Nigel tentou ligar para Miranda e pedir um grande favor: convencer Andrea a não ir a um país tão instável como a Síria. Pelo menos não num período conflituoso entre aquela região e os Estados Unidos. Se eles tivessem de ameaçar banir sua carreira, que o fizesse, então. Mas além de não conseguir entrar em contato com La Priestly, ainda caiu em si e percebeu que nem Miranda faria isso, por mais que nutra um afeto inominado pela garota, e nem o deixaria terminar de falar, já que o assunto aparentemente não lhe diz respeito. Ou então — e este pra ele é o mais provável —, ficaria extremamente chateada com sua tentativa de influenciá-la a passar por cima da capacidade civil da ex-funcionária. Na surdina, ainda menos.

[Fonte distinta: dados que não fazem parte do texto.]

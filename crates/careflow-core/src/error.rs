//! Error types for persistence and domain validation.
//!
//! Repository failures are normalized into `CoreError` so callers can tell a
//! missing row from a constraint violation without depending on sqlx.

use thiserror::Error;

/// Result type alias using `CoreError`.
pub type Result<T> = std::result::Result<T, CoreError>;

/// Core error type for storage and model operations.
#[derive(Debug, Error)]
pub enum CoreError {
    /// Database operation failed.
    #[error("Database error: {0}")]
    Database(String),

    /// Entity not found.
    #[error("Not found: {0}")]
    NotFound(String),

    /// Constraint violation.
    #[error("Constraint violation: {0}")]
    ConstraintViolation(String),

    /// Row exists but is not in a state that allows the write.
    #[error("Conflict: {0}")]
    Conflict(String),

    /// Invalid input, including undecodable stored values.
    #[error("Invalid input: {0}")]
    InvalidInput(String),
}

impl From<sqlx::Error> for CoreError {
    fn from(err: sqlx::Error) -> Self {
        match err {
            sqlx::Error::RowNotFound => Self::NotFound("requested entity not found".to_string()),
            sqlx::Error::Database(db_err) if db_err.is_unique_violation() => {
                Self::ConstraintViolation(format!("unique constraint violation: {db_err}"))
            },
            sqlx::Error::Database(db_err) if db_err.is_foreign_key_violation() => {
                Self::ConstraintViolation(format!("foreign key constraint violation: {db_err}"))
            },
            _ => Self::Database(err.to_string()),
        }
    }
}

impl From<serde_json::Error> for CoreError {
    fn from(err: serde_json::Error) -> Self {
        Self::InvalidInput(format!("invalid JSON document: {err}"))
    }
}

Miranda pode ser difícil, mas jamais duvidaria da capacidade de alguém que um dia julgou competente. Se esse alguém for Andy Sachs, torna-se intermitentemente intangível. Bom, pelo menos foi isso que ele pensou.
Andrea, por sua vez, inventou de ir dar continuidade ao seu trabalho, mas agora especificamente sobre crianças que teriam sua vida inteira marcada por resquícios de uma guerra interna constante. Além do envelhecimento de todos naquela região por causa dos anos e anos de tensões entre países vizinhos, ainda tinha cicatrizes oriundas de bombardeios e tantas outras afrontas à sua paz. Seria o trabalho da vida de Andrea. Ela não tinha nada a perder. Nigel acompanhou seus e-mails e entendeu que o desejo de fazer diferença na vida de alguém era latente em sua amiga. Por mais medo que tivesse, se ela não tinha, não seria ele quem iria interferir. Não diretamente e nem pessoalmente, talvez outra pessoa e ele sabia exatamente quem.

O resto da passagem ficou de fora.